This is an open air museum located in the outskirts west of Siem Reap. You can hire a guide who is usually one of the victims of the Khmer Rouge reign of terror. The museum shows the weapons used when Cambodia was in a state of war for about 29 years -- from 1970 until 1999.
Many of you would have seen the movie "The Killing Fields". It shows the sheer hell that innocent Cambodians suffered during that period. Pol Pot was the one behind this regime of terror and he was supported by the Chinese military.
The population of Cambodia was 7 million at the beginning of the Pol Pot regime of terror; the population was less than 4 million when the war finally ended. Most of those 3 million people were either bludgeoned to death (bullets cost too much), or they were literally worked to death or starved.

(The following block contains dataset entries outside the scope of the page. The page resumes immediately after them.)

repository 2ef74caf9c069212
//! Scripted Walkthrough
//!
//! This example walks a two-gate trial from start to finish without any
//! user interaction.
//!
//! Key concepts:
//! - Declarative authoring with the step_sequence! macro
//! - Content audited once, at construction
//! - Gated advancement: only a matching answer moves past a challenge
//! - Clamped terminal step: advancing at the end is a no-op
//!
//! Run with: cargo run --example scripted_walkthrough

use passage::machine::StepMachine;
use passage::step_sequence;

fn main() {
    println!("=== Scripted Walkthrough ===\n");

    let sequence = step_sequence! {
        intro {
            title: "A Notice from Santa",
            body: "This year the workshop runs two-factor authentication.\nClear both gates to claim your gift.",
            button: "Begin the trial",
        }
        challenge {
            title: "First Authentication",
            body: "A tool carried by a certain muscular elf.",
            pass: "MUTSUMI",
        }
        challenge {
            title: "Second Authentication",
            body: "A small lake sealed beneath a ceiling.",
            pass: "SMALLLAKE",
        }
        final {
            title: "Final Authentication",
            body: "Your gift is hidden inside an empty story.\nFind it, and it is yours.",
        }
    }
    .unwrap();

    let mut machine = StepMachine::new(sequence);
    println!("Session {} started", machine.session_id());
    println!("Current step: {}\n", machine.current_step().title());

    machine.advance();
    println!("Advanced past the intro -> {}", machine.current_step().title());

    machine.submit_answer("wrong guess");
    println!(
        "Submitted a wrong answer -> still at {}, error: {:?}",
        machine.current_step().title(),
        machine.last_error()
    );

    machine.submit_answer(" mutsumi ");
    println!(
        "Submitted ' mutsumi ' -> {} (trim + upper-case match)",
        machine.current_step().title()
    );

    machine.submit_answer("SMALLLAKE");
    println!("Submitted 'SMALLLAKE' -> {}", machine.current_step().title());
    println!("Terminal step reached: {}", machine.is_final());

    machine.advance();
    println!("Advancing at the terminal step is a no-op\n");

    println!("Path walked: {:?}", machine.history().path());

    println!("\n=== Example Complete ===");
}
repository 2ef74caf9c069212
//! Fluent builder for authoring step sequences.

use crate::content::ContentViolations;
use crate::core::{AnswerKey, Step, StepSequence};

/// Builder that accumulates authored steps and validates on `build`.
///
/// Any build failure is a content defect; `build` reports the full
/// accumulated list, never just the first problem.
pub struct SequenceBuilder {
    steps: Vec<Step>,
}

impl SequenceBuilder {
    /// Create a new empty builder.
    pub fn new() -> Self {
        Self { steps: Vec::new() }
    }

    /// Append an intro step.
    pub fn intro(
        mut self,
        title: impl Into<String>,
        body: impl Into<String>,
        button_label: impl Into<String>,
    ) -> Self {
        self.steps.push(Step::intro(title, body, button_label));
        self
    }

    /// Append a challenge step gated behind `pass`.
    pub fn challenge(
        mut self,
        title: impl Into<String>,
        body: impl Into<String>,
        pass: impl Into<AnswerKey>,
    ) -> Self {
        self.steps.push(Step::challenge(title, body, pass));
        self
    }

    /// Append the terminal step.
    pub fn finale(mut self, title: impl Into<String>, body: impl Into<String>) -> Self {
        self.steps.push(Step::finale(title, body));
        self
    }

    /// Append a pre-built step.
    pub fn step(mut self, step: Step) -> Self {
        self.steps.push(step);
        self
    }

    /// Append multiple pre-built steps at once.
    pub fn steps(mut self, steps: Vec<Step>) -> Self {
        self.steps.extend(steps);
        self
    }

    /// Audit the authored content and build the sequence.
    pub fn build(self) -> Result<StepSequence, ContentViolations> {
        StepSequence::new(self.steps)
    }
}

impl Default for SequenceBuilder {
    fn default() -> Self {
        Self::new()
    }
}
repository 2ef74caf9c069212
//! Authoring API for step sequences.
//!
//! This module provides a fluent builder and a declarative macro for
//! authoring sequences with minimal boilerplate. Both paths run the same
//! content audit on `build`.

pub mod macros;
pub mod sequence;

pub use sequence::SequenceBuilder;
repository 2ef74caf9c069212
//! Session history: crossings between steps over time.
//!
//! Immutable tracking in the functional style - `record` returns a new
//! history rather than mutating in place. The history is observability
//! only; nothing in the machine consults it to gate behavior, and it
//! carries no attempt counters.

use chrono::{DateTime, Utc};
use serde::{Deserialize, Serialize};
use std::time::Duration;

/// Record of a single crossing from one step position to the next.
#[derive(Clone, PartialEq, Debug, Serialize, Deserialize)]
pub struct StepRecord {
    /// The position crossed from
    pub from: usize,
    /// The position crossed to
    pub to: usize,
    /// When the crossing occurred
    pub at: DateTime<Utc>,
}

/// Ordered history of crossings within one session.
///
/// # Example
///
/// ```rust
/// use passage::core::{SessionHistory, StepRecord};
/// use chrono::Utc;
///
/// let history = SessionHistory::new();
/// let history = history.record(StepRecord { from: 0, to: 1, at: Utc::now() });
/// let history = history.record(StepRecord { from: 1, to: 2, at: Utc::now() });
///
/// assert_eq!(history.path(), vec![0, 1, 2]);
/// ```
#[derive(Clone, PartialEq, Debug, Default, Serialize, Deserialize)]
pub struct SessionHistory {
    records: Vec<StepRecord>,
}

impl SessionHistory {
    /// Create a new empty history.
    pub fn new() -> Self {
        Self {
            records: Vec::new(),
        }
    }

    /// Record a crossing, returning a new history.
    pub fn record(&self, record: StepRecord) -> Self {
        let mut records = self.records.clone();
        records.push(record);
        Self { records }
    }

    /// The path of positions traversed: the starting position, then the
    /// destination of each crossing.
    pub fn path(&self) -> Vec<usize> {
        let mut path = Vec::new();
        if let Some(first) = self.records.first() {
            path.push(first.from);
        }
        for record in &self.records {
            path.push(record.to);
        }
        path
    }

    /// Total duration from the first crossing to the last.
    ///
    /// Returns `None` when nothing has been recorded yet.
    pub fn duration(&self) -> Option<Duration> {
        if let (Some(first), Some(last)) = (self.records.first(), self.records.last()) {
            let duration = last.at.signed_duration_since(first.at);
            duration.to_std().ok()
        } else {
            None
        }
    }

    /// All recorded crossings in order.
    pub fn records(&self) -> &[StepRecord] {
        &self.records
    }
}

#[cfg(test)]
mod tests {
    use super::*;

    #[test]
    fn new_history_is_empty() {
        let history = SessionHistory::new();
        assert_eq!(history.records().len(), 0);
        assert!(history.path().is_empty());
        assert!(history.duration().is_none());
    }

    #[test]
    fn record_is_immutable() {
        let history = SessionHistory::new();
        let record = StepRecord {
            from: 0,
            to: 1,
            at: Utc::now(),
        };

        let new_history = history.record(record);

        assert_eq!(history.records().len(), 0);
        assert_eq!(new_history.records().len(), 1);
    }

    #[test]
    fn path_chains_crossings_in_order() {
        let mut history = SessionHistory::new();
        for (from, to) in [(0, 1), (1, 2), (2, 3)] {
            history = history.record(StepRecord {
                from,
                to,
                at: Utc::now(),
            });
        }

        assert_eq!(history.path(), vec![0, 1, 2, 3]);
    }

    #[test]
    fn single_crossing_has_duration_zero() {
        let at = Utc::now();
        let history = SessionHistory::new().record(StepRecord { from: 0, to: 1, at });

        assert_eq!(history.duration(), Some(Duration::from_secs(0)));
    }

    #[test]
    fn history_roundtrips_through_json() {
        let history = SessionHistory::new().record(StepRecord {
            from: 0,
            to: 1,
            at: Utc::now(),
        });

        let json = serde_json::to_string(&history).unwrap();
        let deserialized: SessionHistory = serde_json::from_str(&json).unwrap();
        assert_eq!(history, deserialized);
    }
}
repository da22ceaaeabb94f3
pub mod handlers;
pub mod routes;
pub mod state;

pub use routes::create_router;
pub use state::AppState;
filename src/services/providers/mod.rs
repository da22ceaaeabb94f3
/// Metadata source abstraction
///
/// This module provides a pluggable architecture for the upstream content APIs. The
/// catalog source (TMDB) defines the universe of titles; the ratings source (OMDb)
/// enriches them. Both return raw, loosely typed records that the merger unifies.
use serde::{Deserialize, Serialize};

use crate::{
    error::AppResult,
    models::{attr, RawCollection},
};

pub mod omdb;
pub mod tmdb;

/// One title the enrichment source should look up
#[derive(Debug, Clone, PartialEq, Serialize, Deserialize)]
pub struct Lookup {
    /// Primary-source key the lookup was derived from
    pub key: String,
    pub title: String,
    pub year: Option<i32>,
    pub imdb_id: Option<String>,
    /// Raw type string from the primary source
    pub kind: Option<String>,
}

/// Query parameters for a catalog fetch
///
/// The catalog source ignores lookups and lists everything it is configured for.
#[derive(Debug, Clone, Default, PartialEq, Serialize, Deserialize)]
pub struct FetchRequest {
    pub lookups: Vec<Lookup>,
}

impl FetchRequest {
    /// Request with no parameters, used for the catalog listing
    pub fn catalog() -> Self {
        Self::default()
    }

    /// Builds enrichment lookups from a fetched catalog, skipping untitled records
    pub fn enrichment_for(catalog: &RawCollection) -> Self {
        let lookups = catalog
            .records
            .iter()
            .filter_map(|record| {
                let title = record.text(attr::TITLE)?;
                Some(Lookup {
                    key: record.key.clone(),
                    title: title.to_string(),
                    year: record.year(attr::YEAR),
                    imdb_id: record.text(attr::IMDB_ID).map(str::to_string),
                    kind: record.text(attr::TYPE).map(str::to_string),
                })
            })
            .collect();

        Self { lookups }
    }
}

/// Trait for upstream metadata sources
///
/// Implementations fail with `AppError::ExternalService` on network or authentication
/// failure; the caller decides whether to continue with partial data.
#[cfg_attr(test, mockall::automock)]
#[async_trait::async_trait]
pub trait MetadataSource: Send + Sync {
    /// Fetch this source's records for the given request
    async fn fetch_catalog(&self, request: &FetchRequest) -> AppResult<RawCollection>;

    /// Source name for logging and `source_ids`
    fn name(&self) -> &'static str;
}
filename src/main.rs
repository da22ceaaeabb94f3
use std::sync::Arc;

use anyhow::{Context, Result};
use dotenvy::dotenv;
use tracing::{info, warn};
use tracing_subscriber::EnvFilter;

use streamrail::{
    api::{create_router, AppState},
    config::Config,
    services::providers::{omdb::OmdbSource, tmdb::TmdbSource},
};

fn init_tracing() {
    let filter = EnvFilter::try_from_default_env()
        .unwrap_or_else(|_| EnvFilter::new("info,tower_http=info"));
    tracing_subscriber::fmt()
        .with_env_filter(filter)
        .with_target(false)
        .compact()
        .init();
}

async fn shutdown_signal() {
    if let Err(e) = tokio::signal::ctrl_c().await {
        warn!(error = %e, "Failed to listen for shutdown signal");
    }
    info!("Shutting down");
}

#[tokio::main]
async fn main() -> Result<()> {
    let dotenv_result = dotenv();
    init_tracing();
    match dotenv_result {
        Ok(path) => info!("Loaded environment from {:?}", path),
        Err(e) => warn!("No .env file loaded ({}) - relying on environment", e),
    }

    let config = Config::from_env().context("Invalid configuration")?;
    info!(
        region = %config.watch_region,
        max_pages = config.max_pages,
        request_delay_ms = config.request_delay_ms,
        "Configuration loaded"
    );

    let state = AppState::from_sources(
        Arc::new(TmdbSource::from_config(&config)),
        Arc::new(OmdbSource::from_config(&config)),
    );
    let app = create_router(state);

    let address = config.bind_address();
    let listener = tokio::net::TcpListener::bind(&address)
        .await
        .with_context(|| format!("Failed to bind {}", address))?;
    info!("Server running on http://{}", address);

    axum::serve(listener, app)
        .with_graceful_shutdown(shutdown_signal())
        .await
        .context("Server error")?;

    Ok(())
}
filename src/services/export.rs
use std::io::Write;

use crate::{
    error::{AppError, AppResult},
    models::TitleRecord,
};

/// File name offered for downloads
pub const EXPORT_FILE_NAME: &str = "streaming_content_data.csv";

pub const CSV_HEADER: [&str; 15] = [
    "id",
    "title",
    "type",
    "year",
    "platforms",
    "genres",
    "rating",
    "votes",
    "tmdb_rating",
    "popularity",
    "release_date",
    "overview",
    "imdb_id",
    "poster_path",
    "source_ids",
];

const LIST_SEPARATOR: &str = ", ";
const SOURCE_SEPARATOR: &str = "; ";

/// Writes one CSV row per record, preceded by the header
pub fn write_csv<W: Write>(writer: W, records: &[&TitleRecord]) -> AppResult<W> {
    let mut csv_writer = csv::Writer::from_writer(writer);
    csv_writer.write_record(CSV_HEADER)?;

    for record in records {
        csv_writer.write_record(row(record))?;
    }

    csv_writer
        .into_inner()
        .map_err(|e| AppError::Internal(format!("Failed to flush CSV output: {}", e)))
}

/// Renders the view as CSV bytes; an empty view is an `EmptyResult`
pub fn to_csv_bytes(records: &[&TitleRecord]) -> AppResult<Vec<u8>> {
    if records.is_empty() {
        return Err(AppError::EmptyResult);
    }
    write_csv(Vec::new(), records)
}

fn row(record: &TitleRecord) -> [String; 15] {
    let join = |values: &std::collections::BTreeSet<String>| {
        values
            .iter()
            .map(String::as_str)
            .collect::<Vec<_>>()
            .join(LIST_SEPARATOR)
    };

    [
        record.id.clone(),
        record.title.clone(),
        record.title_type.as_str().to_string(),
        record.year.map(|y| y.to_string()).unwrap_or_default(),
        join(&record.platforms),
        join(&record.genres),
        number(record.rating.map(|r| r.value())),
        record.votes.map(|v| v.to_string()).unwrap_or_default(),
        number(record.tmdb_rating),
        number(record.popularity),
        record.release_date.clone().unwrap_or_default(),
        record.overview.clone().unwrap_or_default(),
        record.imdb_id().unwrap_or_default().to_string(),
        record.poster_path.clone().unwrap_or_default(),
        record
            .source_ids
            .iter()
            .map(|(source, id)| format!("{}={}", source, id))
            .collect::<Vec<_>>()
            .join(SOURCE_SEPARATOR),
    ]
}

/// Full precision; blank when unset
fn number(value: Option<f64>) -> String {
    value.map(|v| v.to_string()).unwrap_or_default()
}
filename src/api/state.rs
use std::sync::Arc;

use tokio::sync::Mutex;

use crate::{
    cache::DatasetCache,
    services::{providers::MetadataSource, Fetcher},
};

/// Shared application state
///
/// The single mutex serializes interactions: each request holds it from fetch
/// through render, so the cache never sees concurrent callers.
#[derive(Clone)]
pub struct AppState {
    pub cache: Arc<Mutex<DatasetCache>>,
}

impl AppState {
    pub fn new(cache: DatasetCache) -> Self {
        Self {
            cache: Arc::new(Mutex::new(cache)),
        }
    }

    /// Builds state around a catalog source and a ratings source
    pub fn from_sources(
        primary: Arc<dyn MetadataSource>,
        secondary: Arc<dyn MetadataSource>,
    ) -> Self {
        Self::new(DatasetCache::new(Fetcher::new(primary, secondary)))
    }
}
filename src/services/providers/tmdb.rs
/// TMDB catalog provider
///
/// Lists titles currently offered by a fixed set of streaming services and defines the
/// universe of titles for the merged dataset.
///
/// API Flow:
/// 1. Listing: /discover/{movie|tv}?with_watch_providers={id} → paged titles per service
/// 2. Details: /{movie|tv}/{id}?append_to_response=external_ids → genre names + IMDB ID
///
/// A title offered by several services is fetched once and accumulates its platforms.
use crate::{
    config::Config,
    error::{AppError, AppResult},
    models::{attr, RawCollection, RawRecord, PRIMARY_SOURCE},
    services::providers::{FetchRequest, MetadataSource},
};
use reqwest::{Client as HttpClient, StatusCode};
use serde::{de::DeserializeOwned, Deserialize};
use serde_json::Value;
use std::{collections::HashMap, time::Duration};

/// Watch providers listed by default, as (TMDB provider ID, display name)
pub const DEFAULT_WATCH_PROVIDERS: &[(u32, &str)] = &[
    (8, "Netflix"),
    (2, "Apple TV"),
    (9, "Amazon Prime"),
    (337, "Disney+"),
    (384, "HBO Max"),
    (15, "Hulu"),
];

#[derive(Debug, Clone, Copy, PartialEq, Eq)]
pub enum ContentKind {
    Movie,
    Tv,
}

impl ContentKind {
    pub const ALL: [ContentKind; 2] = [ContentKind::Movie, ContentKind::Tv];

    /// Path segment used by the TMDB API, also the raw `type` attribute
    pub fn path(&self) -> &'static str {
        match self {
            ContentKind::Movie => "movie",
            ContentKind::Tv => "tv",
        }
    }
}

fn first_page() -> u32 {
    1
}

#[derive(Debug, Deserialize)]
struct DiscoverPage {
    #[serde(default = "first_page")]
    total_pages: u32,
    #[serde(default)]
    results: Vec<DiscoverItem>,
}

/// One entry of a discover listing; movies carry `title`, TV shows carry `name`
#[derive(Debug, Clone, Deserialize)]
struct DiscoverItem {
    id: u64,
    #[serde(default)]
    title: Option<String>,
    #[serde(default)]
    name: Option<String>,
    #[serde(default)]
    overview: Option<String>,
    #[serde(default)]
    release_date: Option<String>,
    #[serde(default)]
    first_air_date: Option<String>,
    #[serde(default)]
    popularity: Option<f64>,
    #[serde(default)]
    vote_average: Option<f64>,
    #[serde(default)]
    poster_path: Option<String>,
}

#[derive(Debug, Default, Deserialize)]
struct TitleDetails {
    #[serde(default)]
    genres: Vec<Genre>,
    #[serde(default)]
    external_ids: Option<ExternalIds>,
}

#[derive(Debug, Deserialize)]
struct Genre {
    name: String,
}

#[derive(Debug, Deserialize)]
struct ExternalIds {
    #[serde(default)]
    imdb_id: Option<String>,
}

/// A failed TMDB call; fatal failures (bad credentials) abort the whole fetch
struct RequestFailure {
    fatal: bool,
    error: AppError,
}

#[derive(Clone)]
pub struct TmdbSource {
    http_client: HttpClient,
    api_key: String,
    api_url: String,
    region: String,
    max_pages: u32,
    request_delay: Duration,
    providers: Vec<(u32, String)>,
}

impl TmdbSource {
    pub fn new(
        api_key: String,
        api_url: String,
        region: String,
        max_pages: u32,
        request_delay: Duration,
    ) -> Self {
        Self {
            http_client: HttpClient::new(),
            api_key,
            api_url,
            region,
            max_pages,
            request_delay,
            providers: DEFAULT_WATCH_PROVIDERS
                .iter()
                .map(|(id, name)| (*id, name.to_string()))
                .collect(),
        }
    }

    pub fn from_config(config: &Config) -> Self {
        Self::new(
            config.tmdb_api_key.clone(),
            config.tmdb_api_url.clone(),
            config.watch_region.clone(),
            config.max_pages,
            config.request_delay(),
        )
    }

    /// Replaces the default watch-provider list
    pub fn with_providers(mut self, providers: Vec<(u32, String)>) -> Self {
        self.providers = providers;
        self
    }

    async fn get_json<T: DeserializeOwned>(
        &self,
        path: &str,
        query: &[(&str, String)],
    ) -> Result<T, RequestFailure> {
        let url = format!("{}/{}", self.api_url.trim_end_matches('/'), path);

        let response = self
            .http_client
            .get(&url)
            .query(&[("api_key", self.api_key.as_str())])
            .query(query)
            .send()
            .await
            .map_err(|e| RequestFailure {
                fatal: false,
                error: AppError::external(PRIMARY_SOURCE, e),
            })?;

        let status = response.status();
        if !status.is_success() {
            let body = response.text().await.unwrap_or_default();
            return Err(RequestFailure {
                fatal: matches!(status, StatusCode::UNAUTHORIZED | StatusCode::FORBIDDEN),
                error: AppError::external(
                    PRIMARY_SOURCE,
                    format!("TMDB API returned status {}: {}", status, body),
                ),
            });
        }

        response.json().await.map_err(|e| RequestFailure {
            fatal: false,
            error: AppError::external(PRIMARY_SOURCE, format!("Failed to parse TMDB response: {}", e)),
        })
    }

    async fn discover(
        &self,
        kind: ContentKind,
        provider_id: u32,
        page: u32,
    ) -> Result<DiscoverPage, RequestFailure> {
        self.get_json(
            &format!("discover/{}", kind.path()),
            &[
                ("with_watch_providers", provider_id.to_string()),
                ("watch_region", self.region.clone()),
                ("page", page.to_string()),
            ],
        )
        .await
    }

    async fn details(&self, kind: ContentKind, id: u64) -> Result<TitleDetails, RequestFailure> {
        self.get_json(
            &format!("{}/{}", kind.path(), id),
            &[("append_to_response", "external_ids".to_string())],
        )
        .await
    }

    async fn pause(&self) {
        if !self.request_delay.is_zero() {
            tokio::time::sleep(self.request_delay).await;
        }
    }
}

#[async_trait::async_trait]
impl MetadataSource for TmdbSource {
    async fn fetch_catalog(&self, _request: &FetchRequest) -> AppResult<RawCollection> {
        let mut builder = CatalogBuilder::default();
        let mut listings_fetched = 0usize;
        let mut last_error = None;

        for kind in ContentKind::ALL {
            for (provider_id, provider_name) in &self.providers {
                let mut page = 1;
                let mut total_pages = 1;

                while page <= total_pages {
                    let listing = match self.discover(kind, *provider_id, page).await {
                        Ok(listing) => listing,
                        Err(failure) if failure.fatal => return Err(failure.error),
                        Err(failure) => {
                            tracing::warn!(
                                error = %failure.error,
                                provider = %provider_name,
                                kind = kind.path(),
                                "Skipping watch provider after failed listing"
                            );
                            last_error = Some(failure.error);
                            break;
                        }
                    };
                    listings_fetched += 1;

                    if page == 1 {
                        total_pages = page_limit(listing.total_pages, self.max_pages);
                    }

                    tracing::info!(
                        provider = %provider_name,
                        kind = kind.path(),
                        page,
                        total_pages,
                        results = listing.results.len(),
                        "Processing watch provider listing"
                    );

                    for item in &listing.results {
                        let Some(index) = builder.add_listing(kind, item, provider_name) else {
                            continue;
                        };

                        self.pause().await;
                        match self.details(kind, item.id).await {
                            Ok(details) => builder.apply_details(index, &details),
                            Err(failure) if failure.fatal => return Err(failure.error),
                            Err(failure) => {
                                tracing::warn!(
                                    error = %failure.error,
                                    tmdb_id = item.id,
                                    "Title details unavailable, keeping listing data"
                                );
                            }
                        }
                    }

                    page += 1;
                    self.pause().await;
                }
            }
        }

        if listings_fetched == 0 {
            if let Some(error) = last_error {
                return Err(error);
            }
        }

        let collection = builder.finish();
        tracing::info!(
            titles = collection.len(),
            provider = PRIMARY_SOURCE,
            "Catalog fetch completed"
        );

        Ok(collection)
    }

    fn name(&self) -> &'static str {
        PRIMARY_SOURCE
    }
}

/// Accumulates listings in first-seen order, folding repeats into one record
#[derive(Default)]
struct CatalogBuilder {
    records: Vec<RawRecord>,
    index: HashMap<String, usize>,
}

impl CatalogBuilder {
    /// Adds a listing; returns the record index only when the title is new
    fn add_listing(&mut self, kind: ContentKind, item: &DiscoverItem, platform: &str) -> Option<usize> {
        let key = listing_key(kind, item.id);

        if let Some(&existing) = self.index.get(&key) {
            add_platform(&mut self.records[existing], platform);
            return None;
        }

        let position = self.records.len();
        self.records.push(listing_record(kind, item, platform));
        self.index.insert(key, position);
        Some(position)
    }

    fn apply_details(&mut self, index: usize, details: &TitleDetails) {
        let Some(record) = self.records.get_mut(index) else {
            return;
        };

        let genres: Vec<String> = details.genres.iter().map(|g| g.name.clone()).collect();
        record.set(attr::GENRES, genres);

        if let Some(imdb_id) = details
            .external_ids
            .as_ref()
            .and_then(|ids| ids.imdb_id.as_deref())
            .filter(|id| !id.is_empty())
        {
            record.set(attr::IMDB_ID, imdb_id);
        }
    }

    fn finish(self) -> RawCollection {
        RawCollection::new(PRIMARY_SOURCE, self.records)
    }
}

/// Pages to walk for one listing; always at least the first
fn page_limit(reported: u32, max_pages: u32) -> u32 {
    reported.min(max_pages).max(1)
}

fn listing_key(kind: ContentKind, id: u64) -> String {
    format!("{}:{}", kind.path(), id)
}

fn listing_record(kind: ContentKind, item: &DiscoverItem, platform: &str) -> RawRecord {
    let (title, date) = match kind {
        ContentKind::Movie => (item.title.as_deref(), item.release_date.as_deref()),
        ContentKind::Tv => (item.name.as_deref(), item.first_air_date.as_deref()),
    };
    let date = date.filter(|d| !d.is_empty());

    RawRecord::new(listing_key(kind, item.id))
        .with_opt(attr::TITLE, title)
        .with(attr::TYPE, kind.path())
        .with_opt(attr::RELEASE_DATE, date)
        .with_opt(attr::YEAR, date.and_then(crate::models::raw::parse_year))
        .with_opt(attr::OVERVIEW, item.overview.as_deref())
        .with_opt(attr::POPULARITY, item.popularity)
        .with_opt(attr::TMDB_RATING, item.vote_average)
        .with_opt(attr::POSTER_PATH, item.poster_path.as_deref().filter(|p| !p.is_empty()))
        .with(attr::PLATFORMS, vec![platform.to_string()])
}

fn add_platform(record: &mut RawRecord, platform: &str) {
    match record.attributes.get_mut(attr::PLATFORMS) {
        Some(Value::Array(items)) => {
            if !items.iter().any(|v| v.as_str() == Some(platform)) {
                items.push(Value::from(platform));
            }
        }
        _ => record.set(attr::PLATFORMS, vec![platform.to_string()]),
    }
}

Pol Pot separated families -- when his army takes over a village or town, they would send the women to one camp, men to another and children to another. Pol Pot's army placed tens of thousands of land mines throughout the Cambodian countryside, especially heavily near the borders with neighboring Thailand, Laos and Vietnam. They also would put mines in the city streets for children to pick up and detonate. In retaliation for these mines, the regular Cambodian troops also set land mines.
Today, most of these land mines have been removed except in the northern part of Cambodia near Thailand. Tourists are warned not to venture off well-traveled paths or roads anywhere in Cambodia. With good reason. The war ended only after Pol Pot died of a heart attack in 1998 and his army no longer wished to fight, although even today there are still a few remnants of the Khmer Rouge out in the jungle of northern Cambodia. In 1999 peace was finally declared.
Pouk Silk Farm
Next we adjourn to the Silk Farm, about 16 km west of Siem Reap in the Pouk district. After a 20 minute drive, we reached an eight hectare farm give a unique insight into the different stages involved in silk production, from the mulberry tree orchards, silkworm breeding, the spinning mills and the dying and weaving processes.
Artisans D Angkor has presented the art of silk making and weaving in a very professional manner and they really make one understand the hard labour and many hours behind the stunning silks óne find in Cambodia.
Our guide was very interesting and well informed explaining not only the process of making the silk but about the workers etc too. Also nice to have a wee ice-cream outside after too :-)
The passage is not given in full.